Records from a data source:
+===+

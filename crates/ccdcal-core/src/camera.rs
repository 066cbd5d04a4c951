use serde::{Deserialize, Serialize};

use crate::consts::{
    CCD230_BLANK_COLUMNS, CCD230_OVERSCAN_COLUMNS, CCD230_PIXEL_WIDTH_UM, CCD230_TAPS_X,
    CCD230_TAPS_Y, DEFAULT_ADC_BITS, EXPOSURE_SECONDS_PER_COUNT, FPGA_TEMPERATURE_FULL_SCALE,
    FPGA_VOLTAGE_FULL_SCALE, HOUSEKEEPING_ADC_COUNTS, KELVIN_OFFSET, MAX_ADC_BITS,
};
use crate::error::{CalibrationError, Result};

/// Readout geometry of an imaging sensor.
///
/// The sensor is read through `taps_x * taps_y` amplifiers. Each tap row
/// starts with `blank_columns` serial-register pixels that never saw light
/// and ends with `overscan_columns` pixels clocked past the active area.
#[derive(Clone, Debug, PartialEq, Serialize, Deserialize)]
pub struct Sensor {
    pub taps_x: usize,
    pub taps_y: usize,
    pub blank_columns: usize,
    pub overscan_columns: usize,
    /// Pixel pitch in micrometres.
    pub pixel_width_um: f64,
}

impl Sensor {
    /// The Teledyne e2v CCD230 used by the MSFC cameras.
    pub fn ccd230() -> Self {
        Self {
            taps_x: CCD230_TAPS_X,
            taps_y: CCD230_TAPS_Y,
            blank_columns: CCD230_BLANK_COLUMNS,
            overscan_columns: CCD230_OVERSCAN_COLUMNS,
            pixel_width_um: CCD230_PIXEL_WIDTH_UM,
        }
    }
}

impl Default for Sensor {
    fn default() -> Self {
        Self::ccd230()
    }
}

/// A camera: a sensor plus the electronics and timing around it.
#[derive(Clone, Debug, PartialEq, Serialize, Deserialize)]
#[serde(default)]
pub struct Camera {
    pub sensor: Sensor,
    /// Nominal conversion factor (electrons per count), if already known.
    pub gain: Option<f64>,
    pub adc_bits: u32,
    pub exposure_min_s: f64,
    pub exposure_max_s: f64,
    pub exposure_step_s: f64,
    /// Time to shift the exposed pixels into the storage region.
    pub transfer_s: f64,
    pub readout_s: f64,
}

impl Default for Camera {
    fn default() -> Self {
        Self {
            sensor: Sensor::default(),
            gain: None,
            adc_bits: DEFAULT_ADC_BITS,
            exposure_min_s: 2.0,
            exposure_max_s: 600.0,
            exposure_step_s: 0.1,
            transfer_s: 0.05,
            readout_s: 1.1,
        }
    }
}

impl Camera {
    /// Largest count the ADC can report.
    pub fn saturation_level(&self) -> f64 {
        2f64.powf(f64::from(self.adc_bits)) - 1.0
    }

    /// Reject models no real camera could have.
    pub fn validate(&self) -> Result<()> {
        if !(1..=MAX_ADC_BITS).contains(&self.adc_bits) {
            return Err(CalibrationError::Value(format!(
                "ADC resolution must be 1..={MAX_ADC_BITS} bits, got {}",
                self.adc_bits
            )));
        }
        if !(self.exposure_min_s.is_finite()
            && self.exposure_max_s.is_finite()
            && 0.0 <= self.exposure_min_s
            && self.exposure_min_s <= self.exposure_max_s)
        {
            return Err(CalibrationError::Value(format!(
                "exposure range {}..{} s is not valid",
                self.exposure_min_s, self.exposure_max_s
            )));
        }
        Ok(())
    }

    /// Whether a non-zero exposure time is within the commandable range.
    pub fn exposure_in_range(&self, seconds: f64) -> bool {
        seconds >= self.exposure_min_s && seconds <= self.exposure_max_s
    }

    /// Exposure counter value to seconds.
    pub fn calibrate_exposure(counts: u64) -> f64 {
        counts as f64 * EXPOSURE_SECONDS_PER_COUNT
    }

    /// FPGA supply monitor counts to volts.
    pub fn calibrate_voltage_fpga(counts: u16) -> f64 {
        f64::from(counts) * FPGA_VOLTAGE_FULL_SCALE / HOUSEKEEPING_ADC_COUNTS
    }

    /// FPGA die temperature counts to degrees Celsius.
    pub fn calibrate_temperature_fpga(counts: u16) -> f64 {
        f64::from(counts) * FPGA_TEMPERATURE_FULL_SCALE / HOUSEKEEPING_ADC_COUNTS - KELVIN_OFFSET
    }

    /// ADC 1 thermistor counts to degrees Celsius (beta model, B = 3455 K).
    pub fn calibrate_temperature_adc_1(counts: u16) -> Result<f64> {
        let r = thermistor_resistance(counts)?;
        let kelvin = 3455.0 / (r / 0.0927557).ln();
        Ok(kelvin - KELVIN_OFFSET)
    }

    /// ADC 2-4 thermistor counts to degrees Celsius (Steinhart-Hart).
    pub fn calibrate_temperature_adc_234(counts: u16) -> Result<f64> {
        let ln_r = thermistor_resistance(counts)?.ln();
        let (a, b, c) = (0.0011275, 0.00023441, 0.000000086482);
        let kelvin = 1.0 / (a + b * ln_r + c * ln_r.powi(3));
        Ok(kelvin - KELVIN_OFFSET)
    }
}

/// Thermistor resistance in ohms from the divider reading.
fn thermistor_resistance(counts: u16) -> Result<f64> {
    let v = f64::from(counts);
    if counts == 0 || v >= HOUSEKEEPING_ADC_COUNTS {
        return Err(CalibrationError::Value(format!(
            "thermistor reading {counts} outside (0, {HOUSEKEEPING_ADC_COUNTS})"
        )));
    }
    Ok(9.814453125 * v / (1.0 - v / HOUSEKEEPING_ADC_COUNTS))
}

/// Raw housekeeping counts recorded with each image.
#[derive(Clone, Debug, Default, PartialEq, Serialize, Deserialize)]
pub struct Housekeeping {
    pub exposure_counts: u64,
    pub voltage_fpga_vccint: u16,
    pub voltage_fpga_vccaux: u16,
    pub voltage_fpga_vccbram: u16,
    pub temperature_fpga: u16,
    pub temperature_adc: [u16; 4],
}

/// Housekeeping converted to physical units.
#[derive(Clone, Debug, PartialEq, Serialize)]
pub struct HousekeepingReading {
    pub exposure_s: f64,
    pub voltage_fpga_vccint: f64,
    pub voltage_fpga_vccaux: f64,
    pub voltage_fpga_vccbram: f64,
    pub temperature_fpga_c: f64,
    pub temperature_adc_c: [f64; 4],
}

impl Housekeeping {
    pub fn calibrate(&self) -> Result<HousekeepingReading> {
        let [t1, t2, t3, t4] = self.temperature_adc;
        Ok(HousekeepingReading {
            exposure_s: Camera::calibrate_exposure(self.exposure_counts),
            voltage_fpga_vccint: Camera::calibrate_voltage_fpga(self.voltage_fpga_vccint),
            voltage_fpga_vccaux: Camera::calibrate_voltage_fpga(self.voltage_fpga_vccaux),
            voltage_fpga_vccbram: Camera::calibrate_voltage_fpga(self.voltage_fpga_vccbram),
            temperature_fpga_c: Camera::calibrate_temperature_fpga(self.temperature_fpga),
            temperature_adc_c: [
                Camera::calibrate_temperature_adc_1(t1)?,
                Camera::calibrate_temperature_adc_234(t2)?,
                Camera::calibrate_temperature_adc_234(t3)?,
                Camera::calibrate_temperature_adc_234(t4)?,
            ],
        })
    }
}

+===+

[YOUR GOAL] A verbatim output of all the data above is needed.

[ANSWER SECTION]
filename crates/ccdcal-core/src/camera.rs
repository 066cbd5d04a4c951
use serde::{Deserialize, Serialize};

use crate::consts::{
    CCD230_BLANK_COLUMNS, CCD230_OVERSCAN_COLUMNS, CCD230_PIXEL_WIDTH_UM, CCD230_TAPS_X,
    CCD230_TAPS_Y, DEFAULT_ADC_BITS, EXPOSURE_SECONDS_PER_COUNT, FPGA_TEMPERATURE_FULL_SCALE,
    FPGA_VOLTAGE_FULL_SCALE, HOUSEKEEPING_ADC_COUNTS, KELVIN_OFFSET, MAX_ADC_BITS,
};
use crate::error::{CalibrationError, Result};

/// Readout geometry of an imaging sensor.
///
/// The sensor is read through `taps_x * taps_y` amplifiers. Each tap row
/// starts with `blank_columns` serial-register pixels that never saw light
/// and ends with `overscan_columns` pixels clocked past the active area.
#[derive(Clone, Debug, PartialEq, Serialize, Deserialize)]
pub struct Sensor {
    pub taps_x: usize,
    pub taps_y: usize,
    pub blank_columns: usize,
    pub overscan_columns: usize,
    /// Pixel pitch in micrometres.
    pub pixel_width_um: f64,
}

impl Sensor {
    /// The Teledyne e2v CCD230 used by the MSFC cameras.
    pub fn ccd230() -> Self {
        Self {
            taps_x: CCD230_TAPS_X,
            taps_y: CCD230_TAPS_Y,
            blank_columns: CCD230_BLANK_COLUMNS,
            overscan_columns: CCD230_OVERSCAN_COLUMNS,
            pixel_width_um: CCD230_PIXEL_WIDTH_UM,
        }
    }
}

impl Default for Sensor {
    fn default() -> Self {
        Self::ccd230()
    }
}

/// A camera: a sensor plus the electronics and timing around it.
#[derive(Clone, Debug, PartialEq, Serialize, Deserialize)]
#[serde(default)]
pub struct Camera {
    pub sensor: Sensor,
    /// Nominal conversion factor (electrons per count), if already known.
    pub gain: Option<f64>,
    pub adc_bits: u32,
    pub exposure_min_s: f64,
    pub exposure_max_s: f64,
    pub exposure_step_s: f64,
    /// Time to shift the exposed pixels into the storage region.
    pub transfer_s: f64,
    pub readout_s: f64,
}

impl Default for Camera {
    fn default() -> Self {
        Self {
            sensor: Sensor::default(),
            gain: None,
            adc_bits: DEFAULT_ADC_BITS,
            exposure_min_s: 2.0,
            exposure_max_s: 600.0,
            exposure_step_s: 0.1,
            transfer_s: 0.05,
            readout_s: 1.1,
        }
    }
}

impl Camera {
    /// Largest count the ADC can report.
    pub fn saturation_level(&self) -> f64 {
        2f64.powf(f64::from(self.adc_bits)) - 1.0
    }

    /// Reject models no real camera could have.
    pub fn validate(&self) -> Result<()> {
        if !(1..=MAX_ADC_BITS).contains(&self.adc_bits) {
            return Err(CalibrationError::Value(format!(
                "ADC resolution must be 1..={MAX_ADC_BITS} bits, got {}",
                self.adc_bits
            )));
        }
        if !(self.exposure_min_s.is_finite()
            && self.exposure_max_s.is_finite()
            && 0.0 <= self.exposure_min_s
            && self.exposure_min_s <= self.exposure_max_s)
        {
            return Err(CalibrationError::Value(format!(
                "exposure range {}..{} s is not valid",
                self.exposure_min_s, self.exposure_max_s
            )));
        }
        Ok(())
    }

    /// Whether a non-zero exposure time is within the commandable range.
    pub fn exposure_in_range(&self, seconds: f64) -> bool {
        seconds >= self.exposure_min_s && seconds <= self.exposure_max_s
    }

    /// Exposure counter value to seconds.
    pub fn calibrate_exposure(counts: u64) -> f64 {
        counts as f64 * EXPOSURE_SECONDS_PER_COUNT
    }

    /// FPGA supply monitor counts to volts.
    pub fn calibrate_voltage_fpga(counts: u16) -> f64 {
        f64::from(counts) * FPGA_VOLTAGE_FULL_SCALE / HOUSEKEEPING_ADC_COUNTS
    }

    /// FPGA die temperature counts to degrees Celsius.
    pub fn calibrate_temperature_fpga(counts: u16) -> f64 {
        f64::from(counts) * FPGA_TEMPERATURE_FULL_SCALE / HOUSEKEEPING_ADC_COUNTS - KELVIN_OFFSET
    }

    /// ADC 1 thermistor counts to degrees Celsius (beta model, B = 3455 K).
    pub fn calibrate_temperature_adc_1(counts: u16) -> Result<f64> {
        let r = thermistor_resistance(counts)?;
        let kelvin = 3455.0 / (r / 0.0927557).ln();
        Ok(kelvin - KELVIN_OFFSET)
    }

    /// ADC 2-4 thermistor counts to degrees Celsius (Steinhart-Hart).
    pub fn calibrate_temperature_adc_234(counts: u16) -> Result<f64> {
        let ln_r = thermistor_resistance(counts)?.ln();
        let (a, b, c) = (0.0011275, 0.00023441, 0.000000086482);
        let kelvin = 1.0 / (a + b * ln_r + c * ln_r.powi(3));
        Ok(kelvin - KELVIN_OFFSET)
    }
}

/// Thermistor resistance in ohms from the divider reading.
fn thermistor_resistance(counts: u16) -> Result<f64> {
    let v = f64::from(counts);
    if counts == 0 || v >= HOUSEKEEPING_ADC_COUNTS {
        return Err(CalibrationError::Value(format!(
            "thermistor reading {counts} outside (0, {HOUSEKEEPING_ADC_COUNTS})"
        )));
    }
    Ok(9.814453125 * v / (1.0 - v / HOUSEKEEPING_ADC_COUNTS))
}

/// Raw housekeeping counts recorded with each image.
#[derive(Clone, Debug, Default, PartialEq, Serialize, Deserialize)]
pub struct Housekeeping {
    pub exposure_counts: u64,
    pub voltage_fpga_vccint: u16,
    pub voltage_fpga_vccaux: u16,
    pub voltage_fpga_vccbram: u16,
    pub temperature_fpga: u16,
    pub temperature_adc: [u16; 4],
}

/// Housekeeping converted to physical units.
#[derive(Clone, Debug, PartialEq, Serialize)]
pub struct HousekeepingReading {
    pub exposure_s: f64,
    pub voltage_fpga_vccint: f64,
    pub voltage_fpga_vccaux: f64,
    pub voltage_fpga_vccbram: f64,
    pub temperature_fpga_c: f64,
    pub temperature_adc_c: [f64; 4],
}

impl Housekeeping {
    pub fn calibrate(&self) -> Result<HousekeepingReading> {
        let [t1, t2, t3, t4] = self.temperature_adc;
        Ok(HousekeepingReading {
            exposure_s: Camera::calibrate_exposure(self.exposure_counts),
            voltage_fpga_vccint: Camera::calibrate_voltage_fpga(self.voltage_fpga_vccint),
            voltage_fpga_vccaux: Camera::calibrate_voltage_fpga(self.voltage_fpga_vccaux),
            voltage_fpga_vccbram: Camera::calibrate_voltage_fpga(self.voltage_fpga_vccbram),
            temperature_fpga_c: Camera::calibrate_temperature_fpga(self.temperature_fpga),
            temperature_adc_c: [
                Camera::calibrate_temperature_adc_1(t1)?,
                Camera::calibrate_temperature_adc_234(t2)?,
                Camera::calibrate_temperature_adc_234(t3)?,
                Camera::calibrate_temperature_adc_234(t4)?,
            ],
        })
    }
}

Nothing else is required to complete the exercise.